2024年10月初旬、「Hershey 2024」オークションに出品されたプリマス ロードランナー スーパーバードは、フルレストアされて間もない個体。

新車時以来のフェンダータグには「トーアレッド」(EV2)のボディカラーに、「ホワイト」(P6XW)のバケットシートが装備されたインテリア。「ダナ」の9 3/4インチ・リアアクスル、ファイナルギヤ比3.54:1の「シュアグリップ」ディファレンシャル。そして、この時代のMOPARを象徴する「ピストルグリップ」シフターつき4速マニュアルトランスミッションが装着されていたことが記されている。

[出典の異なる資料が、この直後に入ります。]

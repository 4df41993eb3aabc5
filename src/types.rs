use std::fmt;

/// How a launch ended, beyond its exit code.
///
/// Every variant except `Unrecoverable` reports exit code 0 when a report was
/// synthesized, so the caller can always display something. This status is
/// what tells a degraded run apart from a clean one.
#[derive(Debug, Clone, Copy, PartialEq, Eq)]
pub enum RunStatus {
    /// The engine ran and left a markdown document to display.
    Completed,
    /// The engine left nothing at all in the output directory.
    NoOutput,
    /// Files exist, but none of them is markdown.
    NoDisplayableOutput,
    /// Provisioning, materialization or a missing dependency aborted the run.
    ScriptError,
    /// Even the fallback report could not be written.
    Unrecoverable,
}

impl RunStatus {
    pub fn as_str(&self) -> &'static str {
        match self {
            RunStatus::Completed => "completed",
            RunStatus::NoOutput => "no-output",
            RunStatus::NoDisplayableOutput => "no-displayable-output",
            RunStatus::ScriptError => "script-error",
            RunStatus::Unrecoverable => "unrecoverable",
        }
    }

    /// A report was synthesized instead of showing engine output.
    pub fn is_degraded(&self) -> bool {
        !matches!(self, RunStatus::Completed)
    }
}

impl fmt::Display for RunStatus {
    fn fmt(&self, f: &mut fmt::Formatter<'_>) -> fmt::Result {
        f.write_str(self.as_str())
    }
}
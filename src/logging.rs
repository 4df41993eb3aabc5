// src/logging.rs

//! Logging setup for `evalrun` using `tracing` + `tracing-subscriber`.
//!
//! Priority for determining the log level:
//! 1. `--log-level` CLI flag (if provided)
//! 2. `EVALRUN_LOG` environment variable (e.g. "info", "debug")
//! 3. default to `info`
//!
//! Logs are sent to STDERR so that stdout carries only the display
//! document of a run.

use anyhow::Result;
use tracing_subscriber::fmt;

use crate::cli::LogLevel;

/// Initialise global logging subscriber.
///
/// Safe to call once at startup.
pub fn init_logging(cli_level: Option<LogLevel>) -> Result<()> {
    let level = match cli_level {
        Some(lvl) => level_from_log_level(lvl),
        None => std::env::var("EVALRUN_LOG")
            .ok()
            .and_then(|s| parse_level_str(&s))
            .unwrap_or(tracing::Level::INFO),
    };

    fmt()
        .with_max_level(level)
        .with_target(true)
        .with_thread_ids(false)
        .with_thread_names(false)
        .with_writer(std::io::stderr)
        .init();

    Ok(())
}

fn level_from_log_level(lvl: LogLevel) -> tracing::Level {
    match lvl {
        LogLevel::Error => tracing::Level::ERROR,
        LogLevel::Warn => tracing::Level::WARN,
        LogLevel::Info => tracing::Level::INFO,
        LogLevel::Debug => tracing::Level::DEBUG,
        LogLevel::Trace => tracing::Level::TRACE,
    }
}

fn parse_level_str(s: &str) -> Option<tracing::Level> {
    match s.trim().to_lowercase().as_str() {
        "error" => Some(tracing::Level::ERROR),
        "warn" | "warning" => Some(tracing::Level::WARN),
        "info" => Some(tracing::Level::INFO),
        "debug" => Some(tracing::Level::DEBUG),
        "trace" => Some(tracing::Level::TRACE),
        _ => None,
    }
}
// src/exec/backend.rs

//! Pluggable engine backend abstraction.
//!
//! The launcher talks to an `EngineBackend` instead of spawning processes
//! itself. Production uses [`RealEngine`], which wraps [`supervise`]; tests
//! can provide a backend that, for example, drops files into the run's
//! output directory and returns canned stream text.

use std::future::Future;
use std::path::PathBuf;
use std::pin::Pin;
use std::time::Duration;

use crate::config::LauncherConfig;
use crate::errors::Result;

use super::supervisor::{EngineCommand, SupervisedProcessResult, supervise};

/// Trait abstracting how the engine is invoked for one run.
pub trait EngineBackend: Send {
    /// Run the engine against the materialized configuration at
    /// `config_path`, honouring `timeout` if given.
    fn run_engine(
        &mut self,
        config_path: PathBuf,
        timeout: Option<Duration>,
    ) -> Pin<Box<dyn Future<Output = Result<SupervisedProcessResult>> + Send + '_>>;
}

/// Real engine backend used in production.
#[derive(Debug, Clone)]
pub struct RealEngine {
    command: EngineCommand,
}

impl RealEngine {
    pub fn new(command: EngineCommand) -> Self {
        Self { command }
    }

    pub fn from_config(cfg: &LauncherConfig) -> Self {
        Self::new(EngineCommand::from_config(cfg))
    }
}

impl EngineBackend for RealEngine {
    fn run_engine(
        &mut self,
        config_path: PathBuf,
        timeout: Option<Duration>,
    ) -> Pin<Box<dyn Future<Output = Result<SupervisedProcessResult>> + Send + '_>> {
        Box::pin(async move { supervise(&self.command, &config_path, timeout).await })
    }
}
// src/select.rs

//! Choosing the markdown document to show for a finished run.

use std::path::{Path, PathBuf};

use tracing::{debug, info, warn};

use crate::fs::FileSystem;

/// A markdown file picked for display, with its content at selection time.
#[derive(Debug, Clone, PartialEq, Eq)]
pub struct DisplayArtifact {
    pub path: PathBuf,
    pub content: String,
}

fn is_markdown(path: &Path) -> bool {
    path.extension()
        .and_then(|ext| ext.to_str())
        .is_some_and(|ext| ext.eq_ignore_ascii_case("md"))
}

fn lowercase_name(path: &Path) -> String {
    path.file_name()
        .map(|n| n.to_string_lossy().to_lowercase())
        .unwrap_or_default()
}

/// All markdown files under `dir`, recursively.
///
/// Files of a directory come before those of its subdirectories; within a
/// directory the order is whatever the filesystem reports. Unreadable
/// subdirectories are skipped.
pub fn collect_markdown_files(fs: &dyn FileSystem, dir: &Path) -> Vec<PathBuf> {
    let mut found = Vec::new();
    let mut pending = vec![dir.to_path_buf()];

    while let Some(current) = pending.pop() {
        let entries = match fs.read_dir(&current) {
            Ok(entries) => entries,
            Err(e) => {
                warn!(dir = ?current, error = %e, "cannot list directory; skipping");
                continue;
            }
        };

        let mut subdirs = Vec::new();
        for entry in entries {
            if fs.is_dir(&entry) {
                subdirs.push(entry);
            } else if fs.is_file(&entry) && is_markdown(&entry) {
                found.push(entry);
            }
        }
        // Reverse so the first listed subdirectory is visited first.
        pending.extend(subdirs.into_iter().rev());
    }

    found
}

/// Pick the display document from `dir` using `priority` (most specific
/// name first).
///
/// 1. exact, case-insensitive file name match, in priority order;
/// 2. case-insensitive match of a priority name's stem anywhere in a file
///    name, in priority order;
/// 3. the first enumerated file.
///
/// Candidates that fail to read are skipped. If the final fallback cannot
/// be read its path is still returned, with an error note as content.
/// Returns `None` only when there is no markdown file at all.
pub fn select_display(
    fs: &dyn FileSystem,
    dir: &Path,
    priority: &[String],
) -> Option<DisplayArtifact> {
    let files = collect_markdown_files(fs, dir);
    if files.is_empty() {
        info!(dir = ?dir, "no markdown files found in workspace directory");
        return None;
    }

    info!(count = files.len(), "found markdown files in workspace directory");
    for file in &files {
        debug!("  - {}", file.strip_prefix(dir).unwrap_or(file).display());
    }

    let names: Vec<String> = files.iter().map(|f| lowercase_name(f)).collect();

    for wanted in priority {
        let wanted = wanted.to_lowercase();
        for (file, name) in files.iter().zip(&names) {
            if *name == wanted {
                if let Some(artifact) = try_read(fs, file) {
                    info!(file = ?file, "selected priority file");
                    return Some(artifact);
                }
            }
        }
    }

    for wanted in priority {
        let wanted = wanted.to_lowercase();
        let stem = wanted.split('.').next().unwrap_or(&wanted);
        for (file, name) in files.iter().zip(&names) {
            if name.contains(stem) {
                if let Some(artifact) = try_read(fs, file) {
                    info!(file = ?file, "selected partial priority match");
                    return Some(artifact);
                }
            }
        }
    }

    let first = &files[0];
    info!(file = ?first, "using first available markdown file");
    let content = match fs.read_to_string(first) {
        Ok(content) => content,
        Err(e) => {
            warn!(file = ?first, error = %e, "cannot read fallback markdown file");
            format!("Error reading file: {e}")
        }
    };
    Some(DisplayArtifact {
        path: first.clone(),
        content,
    })
}

fn try_read(fs: &dyn FileSystem, path: &Path) -> Option<DisplayArtifact> {
    match fs.read_to_string(path) {
        Ok(content) => Some(DisplayArtifact {
            path: path.to_path_buf(),
            content,
        }),
        Err(e) => {
            warn!(file = ?path, error = %e, "cannot read candidate file; trying next");
            None
        }
    }
}
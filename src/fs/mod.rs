// src/fs/mod.rs

use std::fmt::Debug;
use std::fs;
use std::io::Write;
use std::path::{Path, PathBuf};
use std::time::SystemTime;

use anyhow::{Context, Result};

pub mod mock;

/// Abstract filesystem interface.
///
/// Every run-tree operation (provisioning, staging, materialization, output
/// selection, report synthesis, history) goes through this trait so the
/// whole launch path can be exercised against [`mock::MockFileSystem`].
pub trait FileSystem: Send + Sync + Debug {
    fn read_to_string(&self, path: &Path) -> Result<String>;
    fn write(&self, path: &Path, contents: &[u8]) -> Result<()>;
    fn copy(&self, from: &Path, to: &Path) -> Result<()>;
    fn create_dir_all(&self, path: &Path) -> Result<()>;
    fn exists(&self, path: &Path) -> bool;
    fn is_file(&self, path: &Path) -> bool;
    fn is_dir(&self, path: &Path) -> bool;
    fn modified(&self, path: &Path) -> Result<SystemTime>;

    /// Return a list of entries in a directory.
    /// Returns full paths.
    fn read_dir(&self, path: &Path) -> Result<Vec<PathBuf>>;
}

/// Implementation that uses `std::fs`.
#[derive(Debug, Clone, Default)]
pub struct RealFileSystem;

impl FileSystem for RealFileSystem {
    fn read_to_string(&self, path: &Path) -> Result<String> {
        fs::read_to_string(path).with_context(|| format!("reading file {:?}", path))
    }

    fn write(&self, path: &Path, contents: &[u8]) -> Result<()> {
        if let Some(parent) = path.parent() {
            fs::create_dir_all(parent).with_context(|| format!("creating dir {:?}", parent))?;
        }
        let mut file = fs::File::create(path).with_context(|| format!("creating file {:?}", path))?;
        file.write_all(contents).with_context(|| format!("writing to file {:?}", path))?;
        Ok(())
    }

    fn copy(&self, from: &Path, to: &Path) -> Result<()> {
        fs::copy(from, to).with_context(|| format!("copying {:?} to {:?}", from, to))?;
        Ok(())
    }

    fn create_dir_all(&self, path: &Path) -> Result<()> {
        fs::create_dir_all(path).with_context(|| format!("creating dir {:?}", path))
    }

    fn exists(&self, path: &Path) -> bool {
        path.exists()
    }

    fn is_file(&self, path: &Path) -> bool {
        path.is_file()
    }

    fn is_dir(&self, path: &Path) -> bool {
        path.is_dir()
    }

    fn modified(&self, path: &Path) -> Result<SystemTime> {
        fs::metadata(path)
            .and_then(|m| m.modified())
            .with_context(|| format!("reading mtime of {:?}", path))
    }

    fn read_dir(&self, path: &Path) -> Result<Vec<PathBuf>> {
        let mut entries = Vec::new();
        for entry in fs::read_dir(path).with_context(|| format!("reading dir {:?}", path))? {
            let entry = entry?;
            entries.push(entry.path());
        }
        Ok(entries)
    }
}

/// Render a path with forward slashes regardless of the host separator.
pub fn to_forward_slash(path: &Path) -> String {
    path.to_string_lossy().replace('\\', "/")
}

いっぽうキャビンには、これもMOPARの象徴的な「チック・タック・タコ(Tic-Toc-Tach)」コンビネーションメーターと、ロードランナーの特徴である「Beep, Beep!」というルーニートゥーンズにインスパイアされたホーンが装備されている。

しかしこの個体でもっとも重要なトピックは、ナンバーズマッチのオリジナル440cu.in.(約7.5L)「シックスパック」V型8気筒エンジンが現在でも保持され、標準指定とされた3基の「ホーリー」社製2バレル・キャブレターの搭載が確認されていることである。

この440「シックスパック」のスーパーバードは、パワーでは「426ヘミ」には及ばないものの、オプションでATも選択できたほどに乗りやすさでは上回っていたことから、一般公道で伝説のエアロカーを楽しみたいエンスージアストたちに長く愛されてきた。

「ヘミ」なら5倍以上に跳ね上がる可能性も?

そしてこのオークション出品車は、ナンバーマッチのエンジン、ハンサムなファクトリーカラーリング、ピストルグリップ型シフターなど、国民的英雄「キング・ペティ」のモータースポーツ・マジックを感じたいMOPAR愛好家にはたまらないディテールも備えている。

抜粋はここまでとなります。